Print out every line of the listing below without alteration.

= Beginning of Section =

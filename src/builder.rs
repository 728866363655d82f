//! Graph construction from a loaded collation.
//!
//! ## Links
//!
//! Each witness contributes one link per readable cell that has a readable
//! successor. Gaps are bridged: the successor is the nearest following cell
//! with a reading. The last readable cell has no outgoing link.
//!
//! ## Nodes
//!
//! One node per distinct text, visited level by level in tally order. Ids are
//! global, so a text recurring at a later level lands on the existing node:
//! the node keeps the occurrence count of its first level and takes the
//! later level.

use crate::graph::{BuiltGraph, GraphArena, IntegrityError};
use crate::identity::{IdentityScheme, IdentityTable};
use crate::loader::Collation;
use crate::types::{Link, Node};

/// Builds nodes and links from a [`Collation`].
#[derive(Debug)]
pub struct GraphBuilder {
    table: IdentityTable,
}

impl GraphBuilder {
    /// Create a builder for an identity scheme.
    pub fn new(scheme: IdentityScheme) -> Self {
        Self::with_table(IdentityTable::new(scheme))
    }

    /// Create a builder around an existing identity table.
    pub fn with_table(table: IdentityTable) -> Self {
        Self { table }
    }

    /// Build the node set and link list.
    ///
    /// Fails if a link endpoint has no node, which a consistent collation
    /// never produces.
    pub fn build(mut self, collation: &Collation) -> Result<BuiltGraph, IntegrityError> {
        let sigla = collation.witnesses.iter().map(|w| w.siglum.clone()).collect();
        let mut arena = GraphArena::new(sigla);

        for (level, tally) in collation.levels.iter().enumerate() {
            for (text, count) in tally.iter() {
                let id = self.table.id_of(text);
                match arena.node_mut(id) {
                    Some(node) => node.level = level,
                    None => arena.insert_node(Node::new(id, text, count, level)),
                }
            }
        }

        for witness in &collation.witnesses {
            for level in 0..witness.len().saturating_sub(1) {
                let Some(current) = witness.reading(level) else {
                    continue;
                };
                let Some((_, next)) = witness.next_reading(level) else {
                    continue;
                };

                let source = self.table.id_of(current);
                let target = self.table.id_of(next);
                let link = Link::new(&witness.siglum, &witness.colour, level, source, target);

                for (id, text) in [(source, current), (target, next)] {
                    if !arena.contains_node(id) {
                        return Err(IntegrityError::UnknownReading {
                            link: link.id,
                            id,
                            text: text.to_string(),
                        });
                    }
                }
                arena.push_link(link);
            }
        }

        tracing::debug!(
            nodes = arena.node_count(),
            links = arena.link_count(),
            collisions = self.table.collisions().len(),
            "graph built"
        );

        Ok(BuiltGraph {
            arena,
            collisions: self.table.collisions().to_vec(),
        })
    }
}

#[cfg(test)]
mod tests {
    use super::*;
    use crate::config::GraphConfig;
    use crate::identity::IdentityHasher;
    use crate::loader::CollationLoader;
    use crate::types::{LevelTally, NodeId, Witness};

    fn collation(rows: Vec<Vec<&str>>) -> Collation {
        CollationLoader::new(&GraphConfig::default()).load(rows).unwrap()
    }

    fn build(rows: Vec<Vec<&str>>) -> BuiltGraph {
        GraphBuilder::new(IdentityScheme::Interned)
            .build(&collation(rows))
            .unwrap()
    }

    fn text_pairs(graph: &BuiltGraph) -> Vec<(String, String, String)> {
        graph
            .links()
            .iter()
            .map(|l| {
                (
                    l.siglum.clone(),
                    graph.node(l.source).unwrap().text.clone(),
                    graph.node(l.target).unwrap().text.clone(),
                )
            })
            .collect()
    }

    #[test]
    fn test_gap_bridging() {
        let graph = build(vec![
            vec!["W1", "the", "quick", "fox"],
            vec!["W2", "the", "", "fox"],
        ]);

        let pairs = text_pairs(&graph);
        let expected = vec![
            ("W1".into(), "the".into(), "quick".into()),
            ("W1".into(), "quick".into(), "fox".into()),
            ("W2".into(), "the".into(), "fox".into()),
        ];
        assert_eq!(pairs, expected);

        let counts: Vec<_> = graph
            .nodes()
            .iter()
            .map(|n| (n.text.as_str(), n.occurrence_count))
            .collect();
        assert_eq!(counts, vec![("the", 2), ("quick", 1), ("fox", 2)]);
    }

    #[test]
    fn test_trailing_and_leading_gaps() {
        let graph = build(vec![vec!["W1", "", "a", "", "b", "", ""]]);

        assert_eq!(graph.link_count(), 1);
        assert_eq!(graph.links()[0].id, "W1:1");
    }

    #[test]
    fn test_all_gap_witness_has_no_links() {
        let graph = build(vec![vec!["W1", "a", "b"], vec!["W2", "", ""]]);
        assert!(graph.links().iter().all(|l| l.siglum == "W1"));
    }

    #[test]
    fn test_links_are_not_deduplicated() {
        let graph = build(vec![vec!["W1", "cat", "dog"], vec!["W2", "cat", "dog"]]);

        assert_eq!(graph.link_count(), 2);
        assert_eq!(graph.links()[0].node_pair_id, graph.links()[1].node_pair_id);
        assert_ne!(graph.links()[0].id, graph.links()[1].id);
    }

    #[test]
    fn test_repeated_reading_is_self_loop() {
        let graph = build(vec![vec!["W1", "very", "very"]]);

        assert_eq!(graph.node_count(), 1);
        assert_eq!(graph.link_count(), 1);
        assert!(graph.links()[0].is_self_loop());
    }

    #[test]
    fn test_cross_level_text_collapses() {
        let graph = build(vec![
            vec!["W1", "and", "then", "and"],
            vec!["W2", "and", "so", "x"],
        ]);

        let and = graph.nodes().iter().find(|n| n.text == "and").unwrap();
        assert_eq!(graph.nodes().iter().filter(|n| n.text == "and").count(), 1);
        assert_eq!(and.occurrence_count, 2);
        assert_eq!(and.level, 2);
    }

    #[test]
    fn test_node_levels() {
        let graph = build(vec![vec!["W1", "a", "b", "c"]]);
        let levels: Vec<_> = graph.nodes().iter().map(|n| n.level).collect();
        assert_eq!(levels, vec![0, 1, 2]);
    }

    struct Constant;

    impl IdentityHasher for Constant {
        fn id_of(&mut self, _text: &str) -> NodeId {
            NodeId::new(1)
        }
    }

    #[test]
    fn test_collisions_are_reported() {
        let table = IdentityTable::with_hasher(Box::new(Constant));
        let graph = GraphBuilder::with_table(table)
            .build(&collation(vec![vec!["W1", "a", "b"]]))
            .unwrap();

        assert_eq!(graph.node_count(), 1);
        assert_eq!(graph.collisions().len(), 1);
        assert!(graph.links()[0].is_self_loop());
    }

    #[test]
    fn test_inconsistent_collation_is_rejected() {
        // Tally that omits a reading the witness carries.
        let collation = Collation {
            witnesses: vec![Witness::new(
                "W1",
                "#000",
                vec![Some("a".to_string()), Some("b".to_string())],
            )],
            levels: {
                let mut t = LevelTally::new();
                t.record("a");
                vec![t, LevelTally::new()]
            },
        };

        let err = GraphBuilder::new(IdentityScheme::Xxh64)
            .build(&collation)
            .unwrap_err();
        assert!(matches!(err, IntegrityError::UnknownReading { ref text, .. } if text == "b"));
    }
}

= End of Section =

**Expected output:**
filename src/builder.rs
repository 728866363655d82f
//! Graph construction from a loaded collation.
//!
//! ## Links
//!
//! Each witness contributes one link per readable cell that has a readable
//! successor. Gaps are bridged: the successor is the nearest following cell
//! with a reading. The last readable cell has no outgoing link.
//!
//! ## Nodes
//!
//! One node per distinct text, visited level by level in tally order. Ids are
//! global, so a text recurring at a later level lands on the existing node:
//! the node keeps the occurrence count of its first level and takes the
//! later level.

use crate::graph::{BuiltGraph, GraphArena, IntegrityError};
use crate::identity::{IdentityScheme, IdentityTable};
use crate::loader::Collation;
use crate::types::{Link, Node};

/// Builds nodes and links from a [`Collation`].
#[derive(Debug)]
pub struct GraphBuilder {
    table: IdentityTable,
}

impl GraphBuilder {
    /// Create a builder for an identity scheme.
    pub fn new(scheme: IdentityScheme) -> Self {
        Self::with_table(IdentityTable::new(scheme))
    }

    /// Create a builder around an existing identity table.
    pub fn with_table(table: IdentityTable) -> Self {
        Self { table }
    }

    /// Build the node set and link list.
    ///
    /// Fails if a link endpoint has no node, which a consistent collation
    /// never produces.
    pub fn build(mut self, collation: &Collation) -> Result<BuiltGraph, IntegrityError> {
        let sigla = collation.witnesses.iter().map(|w| w.siglum.clone()).collect();
        let mut arena = GraphArena::new(sigla);

        for (level, tally) in collation.levels.iter().enumerate() {
            for (text, count) in tally.iter() {
                let id = self.table.id_of(text);
                match arena.node_mut(id) {
                    Some(node) => node.level = level,
                    None => arena.insert_node(Node::new(id, text, count, level)),
                }
            }
        }

        for witness in &collation.witnesses {
            for level in 0..witness.len().saturating_sub(1) {
                let Some(current) = witness.reading(level) else {
                    continue;
                };
                let Some((_, next)) = witness.next_reading(level) else {
                    continue;
                };

                let source = self.table.id_of(current);
                let target = self.table.id_of(next);
                let link = Link::new(&witness.siglum, &witness.colour, level, source, target);

                for (id, text) in [(source, current), (target, next)] {
                    if !arena.contains_node(id) {
                        return Err(IntegrityError::UnknownReading {
                            link: link.id,
                            id,
                            text: text.to_string(),
                        });
                    }
                }
                arena.push_link(link);
            }
        }

        tracing::debug!(
            nodes = arena.node_count(),
            links = arena.link_count(),
            collisions = self.table.collisions().len(),
            "graph built"
        );

        Ok(BuiltGraph {
            arena,
            collisions: self.table.collisions().to_vec(),
        })
    }
}

#[cfg(test)]
mod tests {
    use super::*;
    use crate::config::GraphConfig;
    use crate::identity::IdentityHasher;
    use crate::loader::CollationLoader;
    use crate::types::{LevelTally, NodeId, Witness};

    fn collation(rows: Vec<Vec<&str>>) -> Collation {
        CollationLoader::new(&GraphConfig::default()).load(rows).unwrap()
    }

    fn build(rows: Vec<Vec<&str>>) -> BuiltGraph {
        GraphBuilder::new(IdentityScheme::Interned)
            .build(&collation(rows))
            .unwrap()
    }

    fn text_pairs(graph: &BuiltGraph) -> Vec<(String, String, String)> {
        graph
            .links()
            .iter()
            .map(|l| {
                (
                    l.siglum.clone(),
                    graph.node(l.source).unwrap().text.clone(),
                    graph.node(l.target).unwrap().text.clone(),
                )
            })
            .collect()
    }

    #[test]
    fn test_gap_bridging() {
        let graph = build(vec![
            vec!["W1", "the", "quick", "fox"],
            vec!["W2", "the", "", "fox"],
        ]);

        let pairs = text_pairs(&graph);
        let expected = vec![
            ("W1".into(), "the".into(), "quick".into()),
            ("W1".into(), "quick".into(), "fox".into()),
            ("W2".into(), "the".into(), "fox".into()),
        ];
        assert_eq!(pairs, expected);

        let counts: Vec<_> = graph
            .nodes()
            .iter()
            .map(|n| (n.text.as_str(), n.occurrence_count))
            .collect();
        assert_eq!(counts, vec![("the", 2), ("quick", 1), ("fox", 2)]);
    }

    #[test]
    fn test_trailing_and_leading_gaps() {
        let graph = build(vec![vec!["W1", "", "a", "", "b", "", ""]]);

        assert_eq!(graph.link_count(), 1);
        assert_eq!(graph.links()[0].id, "W1:1");
    }

    #[test]
    fn test_all_gap_witness_has_no_links() {
        let graph = build(vec![vec!["W1", "a", "b"], vec!["W2", "", ""]]);
        assert!(graph.links().iter().all(|l| l.siglum == "W1"));
    }

    #[test]
    fn test_links_are_not_deduplicated() {
        let graph = build(vec![vec!["W1", "cat", "dog"], vec!["W2", "cat", "dog"]]);

        assert_eq!(graph.link_count(), 2);
        assert_eq!(graph.links()[0].node_pair_id, graph.links()[1].node_pair_id);
        assert_ne!(graph.links()[0].id, graph.links()[1].id);
    }

    #[test]
    fn test_repeated_reading_is_self_loop() {
        let graph = build(vec![vec!["W1", "very", "very"]]);

        assert_eq!(graph.node_count(), 1);
        assert_eq!(graph.link_count(), 1);
        assert!(graph.links()[0].is_self_loop());
    }

    #[test]
    fn test_cross_level_text_collapses() {
        let graph = build(vec![
            vec!["W1", "and", "then", "and"],
            vec!["W2", "and", "so", "x"],
        ]);

        let and = graph.nodes().iter().find(|n| n.text == "and").unwrap();
        assert_eq!(graph.nodes().iter().filter(|n| n.text == "and").count(), 1);
        assert_eq!(and.occurrence_count, 2);
        assert_eq!(and.level, 2);
    }

    #[test]
    fn test_node_levels() {
        let graph = build(vec![vec!["W1", "a", "b", "c"]]);
        let levels: Vec<_> = graph.nodes().iter().map(|n| n.level).collect();
        assert_eq!(levels, vec![0, 1, 2]);
    }

    struct Constant;

    impl IdentityHasher for Constant {
        fn id_of(&mut self, _text: &str) -> NodeId {
            NodeId::new(1)
        }
    }

    #[test]
    fn test_collisions_are_reported() {
        let table = IdentityTable::with_hasher(Box::new(Constant));
        let graph = GraphBuilder::with_table(table)
            .build(&collation(vec![vec!["W1", "a", "b"]]))
            .unwrap();

        assert_eq!(graph.node_count(), 1);
        assert_eq!(graph.collisions().len(), 1);
        assert!(graph.links()[0].is_self_loop());
    }

    #[test]
    fn test_inconsistent_collation_is_rejected() {
        // Tally that omits a reading the witness carries.
        let collation = Collation {
            witnesses: vec![Witness::new(
                "W1",
                "#000",
                vec![Some("a".to_string()), Some("b".to_string())],
            )],
            levels: {
                let mut t = LevelTally::new();
                t.record("a");
                vec![t, LevelTally::new()]
            },
        };

        let err = GraphBuilder::new(IdentityScheme::Xxh64)
            .build(&collation)
            .unwrap_err();
        assert!(matches!(err, IntegrityError::UnknownReading { ref text, .. } if text == "b"));
    }
}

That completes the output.